Exactly as given, output all the records that follow.
------ WORKING DATA
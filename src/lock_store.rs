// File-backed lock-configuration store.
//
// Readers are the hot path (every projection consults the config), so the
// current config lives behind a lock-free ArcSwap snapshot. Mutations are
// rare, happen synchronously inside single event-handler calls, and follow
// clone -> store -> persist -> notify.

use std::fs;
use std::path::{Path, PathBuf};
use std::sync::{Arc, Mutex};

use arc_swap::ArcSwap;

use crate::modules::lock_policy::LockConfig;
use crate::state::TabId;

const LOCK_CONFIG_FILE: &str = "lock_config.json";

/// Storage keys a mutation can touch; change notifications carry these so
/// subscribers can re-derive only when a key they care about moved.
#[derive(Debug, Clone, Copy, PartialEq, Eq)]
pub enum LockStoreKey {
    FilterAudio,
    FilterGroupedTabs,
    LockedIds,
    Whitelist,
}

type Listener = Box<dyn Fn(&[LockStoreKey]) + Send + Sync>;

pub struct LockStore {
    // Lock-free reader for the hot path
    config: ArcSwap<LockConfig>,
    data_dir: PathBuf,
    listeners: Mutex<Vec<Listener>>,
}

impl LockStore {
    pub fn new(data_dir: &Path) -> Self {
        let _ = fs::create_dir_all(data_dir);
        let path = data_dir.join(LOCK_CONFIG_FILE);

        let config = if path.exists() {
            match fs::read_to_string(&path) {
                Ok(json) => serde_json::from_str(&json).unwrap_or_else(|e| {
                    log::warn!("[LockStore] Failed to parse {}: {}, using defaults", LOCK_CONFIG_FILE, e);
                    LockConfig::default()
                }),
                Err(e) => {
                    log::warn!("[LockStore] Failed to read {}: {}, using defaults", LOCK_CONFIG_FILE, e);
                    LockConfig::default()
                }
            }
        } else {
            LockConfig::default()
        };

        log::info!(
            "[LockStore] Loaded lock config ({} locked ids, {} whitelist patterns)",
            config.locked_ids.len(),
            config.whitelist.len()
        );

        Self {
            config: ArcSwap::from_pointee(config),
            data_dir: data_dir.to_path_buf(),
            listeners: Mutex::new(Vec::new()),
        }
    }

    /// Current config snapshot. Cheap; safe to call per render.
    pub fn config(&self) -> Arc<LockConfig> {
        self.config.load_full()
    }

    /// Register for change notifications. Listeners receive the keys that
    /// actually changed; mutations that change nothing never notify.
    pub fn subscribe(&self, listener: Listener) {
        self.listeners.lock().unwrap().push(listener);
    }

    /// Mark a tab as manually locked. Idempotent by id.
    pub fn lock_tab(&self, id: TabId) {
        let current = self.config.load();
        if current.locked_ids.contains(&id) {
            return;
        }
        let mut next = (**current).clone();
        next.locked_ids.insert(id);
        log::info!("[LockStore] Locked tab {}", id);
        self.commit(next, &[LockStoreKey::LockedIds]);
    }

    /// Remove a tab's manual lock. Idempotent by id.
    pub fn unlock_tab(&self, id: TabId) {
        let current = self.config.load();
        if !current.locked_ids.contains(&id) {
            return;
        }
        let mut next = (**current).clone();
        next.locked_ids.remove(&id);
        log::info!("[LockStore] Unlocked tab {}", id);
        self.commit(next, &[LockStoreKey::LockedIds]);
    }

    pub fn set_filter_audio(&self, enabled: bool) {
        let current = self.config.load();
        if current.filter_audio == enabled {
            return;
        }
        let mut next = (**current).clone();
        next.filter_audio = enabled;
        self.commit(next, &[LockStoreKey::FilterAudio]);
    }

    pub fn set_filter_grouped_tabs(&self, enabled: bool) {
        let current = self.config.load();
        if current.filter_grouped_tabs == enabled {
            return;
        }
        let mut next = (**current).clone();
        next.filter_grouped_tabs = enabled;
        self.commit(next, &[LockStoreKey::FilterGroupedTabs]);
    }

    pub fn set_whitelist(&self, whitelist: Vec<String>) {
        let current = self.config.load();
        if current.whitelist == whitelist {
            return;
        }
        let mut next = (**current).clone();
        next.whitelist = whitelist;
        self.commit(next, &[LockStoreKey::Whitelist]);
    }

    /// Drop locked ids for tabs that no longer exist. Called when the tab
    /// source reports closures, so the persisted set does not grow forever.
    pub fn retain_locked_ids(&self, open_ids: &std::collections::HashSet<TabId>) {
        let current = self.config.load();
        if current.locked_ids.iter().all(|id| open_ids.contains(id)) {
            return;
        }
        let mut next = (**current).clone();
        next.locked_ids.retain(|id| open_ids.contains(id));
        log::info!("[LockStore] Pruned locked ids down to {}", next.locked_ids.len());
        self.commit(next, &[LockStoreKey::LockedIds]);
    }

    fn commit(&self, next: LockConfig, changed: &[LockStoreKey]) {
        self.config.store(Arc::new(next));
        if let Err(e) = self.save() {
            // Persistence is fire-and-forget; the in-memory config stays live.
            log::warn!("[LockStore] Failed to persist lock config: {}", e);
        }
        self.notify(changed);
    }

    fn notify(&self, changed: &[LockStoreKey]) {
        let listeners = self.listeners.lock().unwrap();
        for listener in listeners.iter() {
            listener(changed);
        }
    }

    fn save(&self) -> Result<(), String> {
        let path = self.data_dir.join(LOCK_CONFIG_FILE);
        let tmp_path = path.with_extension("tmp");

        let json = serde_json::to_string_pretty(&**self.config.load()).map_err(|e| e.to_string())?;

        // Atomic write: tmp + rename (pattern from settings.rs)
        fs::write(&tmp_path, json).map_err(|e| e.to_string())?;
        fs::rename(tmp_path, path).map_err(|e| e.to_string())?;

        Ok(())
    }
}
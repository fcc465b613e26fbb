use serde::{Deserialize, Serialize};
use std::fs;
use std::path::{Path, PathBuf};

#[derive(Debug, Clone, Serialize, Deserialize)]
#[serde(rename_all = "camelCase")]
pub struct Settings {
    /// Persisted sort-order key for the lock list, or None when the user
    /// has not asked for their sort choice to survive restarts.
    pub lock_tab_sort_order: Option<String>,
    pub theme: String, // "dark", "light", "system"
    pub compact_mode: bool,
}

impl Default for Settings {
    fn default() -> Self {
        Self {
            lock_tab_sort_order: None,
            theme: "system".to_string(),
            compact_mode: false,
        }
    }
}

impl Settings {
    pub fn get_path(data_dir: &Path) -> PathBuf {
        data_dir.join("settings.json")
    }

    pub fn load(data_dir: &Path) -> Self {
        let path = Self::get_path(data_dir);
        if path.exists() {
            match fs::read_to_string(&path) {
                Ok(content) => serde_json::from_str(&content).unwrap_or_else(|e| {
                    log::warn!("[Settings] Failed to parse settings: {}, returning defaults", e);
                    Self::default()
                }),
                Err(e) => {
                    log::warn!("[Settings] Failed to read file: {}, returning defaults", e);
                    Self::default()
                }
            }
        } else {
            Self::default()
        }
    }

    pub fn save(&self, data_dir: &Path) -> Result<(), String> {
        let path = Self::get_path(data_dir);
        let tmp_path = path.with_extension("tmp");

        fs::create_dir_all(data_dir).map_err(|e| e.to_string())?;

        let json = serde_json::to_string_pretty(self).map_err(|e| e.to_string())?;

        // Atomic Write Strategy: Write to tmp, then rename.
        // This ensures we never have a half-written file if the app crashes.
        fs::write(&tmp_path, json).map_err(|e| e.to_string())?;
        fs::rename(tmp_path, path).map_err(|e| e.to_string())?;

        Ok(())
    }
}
------------
- _OUTPUT OF THE TASK_
filename src/lock_store.rs
// File-backed lock-configuration store.
//
// Readers are the hot path (every projection consults the config), so the
// current config lives behind a lock-free ArcSwap snapshot. Mutations are
// rare, happen synchronously inside single event-handler calls, and follow
// clone -> store -> persist -> notify.

use std::fs;
use std::path::{Path, PathBuf};
use std::sync::{Arc, Mutex};

use arc_swap::ArcSwap;

use crate::modules::lock_policy::LockConfig;
use crate::state::TabId;

const LOCK_CONFIG_FILE: &str = "lock_config.json";

/// Storage keys a mutation can touch; change notifications carry these so
/// subscribers can re-derive only when a key they care about moved.
#[derive(Debug, Clone, Copy, PartialEq, Eq)]
pub enum LockStoreKey {
    FilterAudio,
    FilterGroupedTabs,
    LockedIds,
    Whitelist,
}

type Listener = Box<dyn Fn(&[LockStoreKey]) + Send + Sync>;

pub struct LockStore {
    // Lock-free reader for the hot path
    config: ArcSwap<LockConfig>,
    data_dir: PathBuf,
    listeners: Mutex<Vec<Listener>>,
}

impl LockStore {
    pub fn new(data_dir: &Path) -> Self {
        let _ = fs::create_dir_all(data_dir);
        let path = data_dir.join(LOCK_CONFIG_FILE);

        let config = if path.exists() {
            match fs::read_to_string(&path) {
                Ok(json) => serde_json::from_str(&json).unwrap_or_else(|e| {
                    log::warn!("[LockStore] Failed to parse {}: {}, using defaults", LOCK_CONFIG_FILE, e);
                    LockConfig::default()
                }),
                Err(e) => {
                    log::warn!("[LockStore] Failed to read {}: {}, using defaults", LOCK_CONFIG_FILE, e);
                    LockConfig::default()
                }
            }
        } else {
            LockConfig::default()
        };

        log::info!(
            "[LockStore] Loaded lock config ({} locked ids, {} whitelist patterns)",
            config.locked_ids.len(),
            config.whitelist.len()
        );

        Self {
            config: ArcSwap::from_pointee(config),
            data_dir: data_dir.to_path_buf(),
            listeners: Mutex::new(Vec::new()),
        }
    }

    /// Current config snapshot. Cheap; safe to call per render.
    pub fn config(&self) -> Arc<LockConfig> {
        self.config.load_full()
    }

    /// Register for change notifications. Listeners receive the keys that
    /// actually changed; mutations that change nothing never notify.
    pub fn subscribe(&self, listener: Listener) {
        self.listeners.lock().unwrap().push(listener);
    }

    /// Mark a tab as manually locked. Idempotent by id.
    pub fn lock_tab(&self, id: TabId) {
        let current = self.config.load();
        if current.locked_ids.contains(&id) {
            return;
        }
        let mut next = (**current).clone();
        next.locked_ids.insert(id);
        log::info!("[LockStore] Locked tab {}", id);
        self.commit(next, &[LockStoreKey::LockedIds]);
    }

    /// Remove a tab's manual lock. Idempotent by id.
    pub fn unlock_tab(&self, id: TabId) {
        let current = self.config.load();
        if !current.locked_ids.contains(&id) {
            return;
        }
        let mut next = (**current).clone();
        next.locked_ids.remove(&id);
        log::info!("[LockStore] Unlocked tab {}", id);
        self.commit(next, &[LockStoreKey::LockedIds]);
    }

    pub fn set_filter_audio(&self, enabled: bool) {
        let current = self.config.load();
        if current.filter_audio == enabled {
            return;
        }
        let mut next = (**current).clone();
        next.filter_audio = enabled;
        self.commit(next, &[LockStoreKey::FilterAudio]);
    }

    pub fn set_filter_grouped_tabs(&self, enabled: bool) {
        let current = self.config.load();
        if current.filter_grouped_tabs == enabled {
            return;
        }
        let mut next = (**current).clone();
        next.filter_grouped_tabs = enabled;
        self.commit(next, &[LockStoreKey::FilterGroupedTabs]);
    }

    pub fn set_whitelist(&self, whitelist: Vec<String>) {
        let current = self.config.load();
        if current.whitelist == whitelist {
            return;
        }
        let mut next = (**current).clone();
        next.whitelist = whitelist;
        self.commit(next, &[LockStoreKey::Whitelist]);
    }

    /// Drop locked ids for tabs that no longer exist. Called when the tab
    /// source reports closures, so the persisted set does not grow forever.
    pub fn retain_locked_ids(&self, open_ids: &std::collections::HashSet<TabId>) {
        let current = self.config.load();
        if current.locked_ids.iter().all(|id| open_ids.contains(id)) {
            return;
        }
        let mut next = (**current).clone();
        next.locked_ids.retain(|id| open_ids.contains(id));
        log::info!("[LockStore] Pruned locked ids down to {}", next.locked_ids.len());
        self.commit(next, &[LockStoreKey::LockedIds]);
    }

    fn commit(&self, next: LockConfig, changed: &[LockStoreKey]) {
        self.config.store(Arc::new(next));
        if let Err(e) = self.save() {
            // Persistence is fire-and-forget; the in-memory config stays live.
            log::warn!("[LockStore] Failed to persist lock config: {}", e);
        }
        self.notify(changed);
    }

    fn notify(&self, changed: &[LockStoreKey]) {
        let listeners = self.listeners.lock().unwrap();
        for listener in listeners.iter() {
            listener(changed);
        }
    }

    fn save(&self) -> Result<(), String> {
        let path = self.data_dir.join(LOCK_CONFIG_FILE);
        let tmp_path = path.with_extension("tmp");

        let json = serde_json::to_string_pretty(&**self.config.load()).map_err(|e| e.to_string())?;

        // Atomic write: tmp + rename (pattern from settings.rs)
        fs::write(&tmp_path, json).map_err(|e| e.to_string())?;
        fs::rename(tmp_path, path).map_err(|e| e.to_string())?;

        Ok(())
    }
}
repository fcc465b613e26fbb
use serde::{Deserialize, Serialize};
use std::fs;
use std::path::{Path, PathBuf};

#[derive(Debug, Clone, Serialize, Deserialize)]
#[serde(rename_all = "camelCase")]
pub struct Settings {
    /// Persisted sort-order key for the lock list, or None when the user
    /// has not asked for their sort choice to survive restarts.
    pub lock_tab_sort_order: Option<String>,
    pub theme: String, // "dark", "light", "system"
    pub compact_mode: bool,
}

impl Default for Settings {
    fn default() -> Self {
        Self {
            lock_tab_sort_order: None,
            theme: "system".to_string(),
            compact_mode: false,
        }
    }
}

impl Settings {
    pub fn get_path(data_dir: &Path) -> PathBuf {
        data_dir.join("settings.json")
    }

    pub fn load(data_dir: &Path) -> Self {
        let path = Self::get_path(data_dir);
        if path.exists() {
            match fs::read_to_string(&path) {
                Ok(content) => serde_json::from_str(&content).unwrap_or_else(|e| {
                    log::warn!("[Settings] Failed to parse settings: {}, returning defaults", e);
                    Self::default()
                }),
                Err(e) => {
                    log::warn!("[Settings] Failed to read file: {}, returning defaults", e);
                    Self::default()
                }
            }
        } else {
            Self::default()
        }
    }

    pub fn save(&self, data_dir: &Path) -> Result<(), String> {
        let path = Self::get_path(data_dir);
        let tmp_path = path.with_extension("tmp");

        fs::create_dir_all(data_dir).map_err(|e| e.to_string())?;

        let json = serde_json::to_string_pretty(self).map_err(|e| e.to_string())?;

        // Atomic Write Strategy: Write to tmp, then rename.
        // This ensures we never have a half-written file if the app crashes.
        fs::write(&tmp_path, json).map_err(|e| e.to_string())?;
        fs::rename(tmp_path, path).map_err(|e| e.to_string())?;

        Ok(())
    }
}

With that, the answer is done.